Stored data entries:
==================================================

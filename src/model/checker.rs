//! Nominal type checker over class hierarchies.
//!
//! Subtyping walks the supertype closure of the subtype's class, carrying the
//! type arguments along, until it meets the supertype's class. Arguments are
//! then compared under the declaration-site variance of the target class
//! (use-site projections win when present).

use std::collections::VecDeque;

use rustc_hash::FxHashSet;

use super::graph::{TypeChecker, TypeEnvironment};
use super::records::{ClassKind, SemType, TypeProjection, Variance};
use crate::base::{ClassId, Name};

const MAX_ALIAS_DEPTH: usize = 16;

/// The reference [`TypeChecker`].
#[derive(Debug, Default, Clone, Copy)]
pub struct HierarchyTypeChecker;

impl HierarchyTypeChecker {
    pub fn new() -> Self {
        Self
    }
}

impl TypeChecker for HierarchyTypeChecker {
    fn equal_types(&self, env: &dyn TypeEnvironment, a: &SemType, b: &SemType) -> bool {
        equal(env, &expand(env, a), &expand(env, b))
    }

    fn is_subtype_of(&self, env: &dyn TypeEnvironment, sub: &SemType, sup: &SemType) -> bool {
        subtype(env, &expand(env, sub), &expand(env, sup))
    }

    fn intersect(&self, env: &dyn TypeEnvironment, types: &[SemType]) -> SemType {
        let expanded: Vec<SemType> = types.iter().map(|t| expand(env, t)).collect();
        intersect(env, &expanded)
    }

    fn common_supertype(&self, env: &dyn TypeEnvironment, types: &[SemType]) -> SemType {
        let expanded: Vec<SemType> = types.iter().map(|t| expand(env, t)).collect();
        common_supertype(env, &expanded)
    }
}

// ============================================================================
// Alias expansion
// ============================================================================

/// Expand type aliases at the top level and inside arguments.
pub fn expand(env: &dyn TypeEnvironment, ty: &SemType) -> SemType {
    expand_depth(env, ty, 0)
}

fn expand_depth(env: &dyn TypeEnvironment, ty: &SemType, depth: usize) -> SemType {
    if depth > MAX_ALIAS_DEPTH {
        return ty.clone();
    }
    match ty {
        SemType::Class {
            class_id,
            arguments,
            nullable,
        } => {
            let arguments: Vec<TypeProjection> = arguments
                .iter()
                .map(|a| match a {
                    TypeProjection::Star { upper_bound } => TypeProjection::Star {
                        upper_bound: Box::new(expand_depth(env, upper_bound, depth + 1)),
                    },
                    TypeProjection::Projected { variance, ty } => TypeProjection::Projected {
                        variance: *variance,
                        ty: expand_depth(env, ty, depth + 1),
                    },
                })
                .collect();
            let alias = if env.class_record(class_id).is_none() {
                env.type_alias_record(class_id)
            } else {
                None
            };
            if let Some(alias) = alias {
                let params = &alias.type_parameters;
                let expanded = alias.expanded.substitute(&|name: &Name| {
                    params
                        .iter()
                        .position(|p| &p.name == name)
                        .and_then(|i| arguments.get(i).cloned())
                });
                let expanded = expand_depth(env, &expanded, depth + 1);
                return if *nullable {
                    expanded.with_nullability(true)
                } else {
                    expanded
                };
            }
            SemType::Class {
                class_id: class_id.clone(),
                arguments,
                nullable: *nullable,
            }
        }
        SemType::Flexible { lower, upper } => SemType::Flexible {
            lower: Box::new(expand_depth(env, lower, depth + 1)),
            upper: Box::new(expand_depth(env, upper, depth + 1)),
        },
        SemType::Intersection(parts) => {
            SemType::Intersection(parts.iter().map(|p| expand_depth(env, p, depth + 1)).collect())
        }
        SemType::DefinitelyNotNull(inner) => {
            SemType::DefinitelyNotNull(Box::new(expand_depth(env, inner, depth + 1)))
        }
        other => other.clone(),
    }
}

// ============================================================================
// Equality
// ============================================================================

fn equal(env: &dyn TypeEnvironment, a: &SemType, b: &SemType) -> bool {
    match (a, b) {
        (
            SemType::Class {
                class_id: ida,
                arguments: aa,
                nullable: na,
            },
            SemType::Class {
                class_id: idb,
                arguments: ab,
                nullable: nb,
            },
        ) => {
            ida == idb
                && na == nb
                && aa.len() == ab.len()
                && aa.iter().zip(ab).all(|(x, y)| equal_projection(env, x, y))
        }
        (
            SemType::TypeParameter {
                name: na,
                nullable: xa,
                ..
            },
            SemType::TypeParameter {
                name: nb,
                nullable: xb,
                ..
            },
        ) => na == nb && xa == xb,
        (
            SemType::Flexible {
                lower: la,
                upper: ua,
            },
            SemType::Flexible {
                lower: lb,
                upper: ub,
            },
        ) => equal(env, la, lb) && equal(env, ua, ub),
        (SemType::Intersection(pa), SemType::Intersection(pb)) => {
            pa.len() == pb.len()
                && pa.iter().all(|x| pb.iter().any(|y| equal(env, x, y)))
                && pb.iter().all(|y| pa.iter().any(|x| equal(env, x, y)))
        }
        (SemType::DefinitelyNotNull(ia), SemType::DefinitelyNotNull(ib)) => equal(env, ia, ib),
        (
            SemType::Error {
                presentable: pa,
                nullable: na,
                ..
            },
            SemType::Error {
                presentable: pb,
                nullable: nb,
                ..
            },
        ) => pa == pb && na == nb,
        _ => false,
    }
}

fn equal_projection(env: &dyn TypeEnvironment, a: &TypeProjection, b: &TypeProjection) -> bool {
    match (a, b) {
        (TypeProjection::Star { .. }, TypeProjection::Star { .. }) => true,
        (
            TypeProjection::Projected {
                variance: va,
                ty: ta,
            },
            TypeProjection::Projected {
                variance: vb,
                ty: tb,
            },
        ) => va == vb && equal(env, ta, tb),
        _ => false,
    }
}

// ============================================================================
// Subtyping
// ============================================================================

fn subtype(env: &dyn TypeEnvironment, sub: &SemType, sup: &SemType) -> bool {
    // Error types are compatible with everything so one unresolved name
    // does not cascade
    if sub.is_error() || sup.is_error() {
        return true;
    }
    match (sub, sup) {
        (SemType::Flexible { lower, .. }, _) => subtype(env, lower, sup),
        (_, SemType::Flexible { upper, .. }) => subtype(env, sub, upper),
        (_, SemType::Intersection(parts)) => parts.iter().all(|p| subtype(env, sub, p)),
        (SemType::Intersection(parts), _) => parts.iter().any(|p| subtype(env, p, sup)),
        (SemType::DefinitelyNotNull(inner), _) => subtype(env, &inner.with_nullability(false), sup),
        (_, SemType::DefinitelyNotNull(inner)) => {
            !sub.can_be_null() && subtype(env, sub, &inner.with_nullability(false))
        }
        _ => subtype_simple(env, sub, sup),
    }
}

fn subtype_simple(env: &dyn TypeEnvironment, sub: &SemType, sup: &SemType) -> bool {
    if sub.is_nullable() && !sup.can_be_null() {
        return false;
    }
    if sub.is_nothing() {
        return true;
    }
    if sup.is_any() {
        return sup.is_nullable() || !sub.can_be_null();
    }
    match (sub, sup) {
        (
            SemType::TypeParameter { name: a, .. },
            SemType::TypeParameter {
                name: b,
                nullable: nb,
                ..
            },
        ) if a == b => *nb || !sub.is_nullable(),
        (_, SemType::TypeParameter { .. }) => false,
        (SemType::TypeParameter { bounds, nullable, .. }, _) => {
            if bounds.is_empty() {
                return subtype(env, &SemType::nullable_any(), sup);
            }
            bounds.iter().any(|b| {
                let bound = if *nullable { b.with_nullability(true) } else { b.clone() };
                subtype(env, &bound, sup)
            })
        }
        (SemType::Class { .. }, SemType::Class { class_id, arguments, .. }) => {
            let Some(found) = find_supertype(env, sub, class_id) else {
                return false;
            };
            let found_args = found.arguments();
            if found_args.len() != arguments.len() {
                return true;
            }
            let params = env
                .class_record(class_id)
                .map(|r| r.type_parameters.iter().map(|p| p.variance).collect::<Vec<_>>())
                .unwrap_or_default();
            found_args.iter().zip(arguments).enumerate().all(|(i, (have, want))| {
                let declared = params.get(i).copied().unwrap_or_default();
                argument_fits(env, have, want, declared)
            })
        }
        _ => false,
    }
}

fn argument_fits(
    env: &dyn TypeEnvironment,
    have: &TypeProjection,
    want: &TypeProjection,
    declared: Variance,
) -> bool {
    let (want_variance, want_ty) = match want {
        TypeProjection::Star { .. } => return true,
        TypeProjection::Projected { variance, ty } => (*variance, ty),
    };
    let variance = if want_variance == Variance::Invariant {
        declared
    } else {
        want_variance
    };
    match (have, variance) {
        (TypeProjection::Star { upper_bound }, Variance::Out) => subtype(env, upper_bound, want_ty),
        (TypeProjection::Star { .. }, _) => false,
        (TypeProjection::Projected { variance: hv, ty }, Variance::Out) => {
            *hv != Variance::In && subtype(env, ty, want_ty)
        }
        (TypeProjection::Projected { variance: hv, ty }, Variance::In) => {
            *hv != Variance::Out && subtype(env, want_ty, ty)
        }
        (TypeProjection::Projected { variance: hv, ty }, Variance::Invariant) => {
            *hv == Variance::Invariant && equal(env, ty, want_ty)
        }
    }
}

==================================================

◆ **Task brief**:
Look through the lines above and collect those with the word "declared".

◆ **Result below**:
                let declared = params.get(i).copied().unwrap_or_default();
                argument_fits(env, have, want, declared)
    declared: Variance,
        declared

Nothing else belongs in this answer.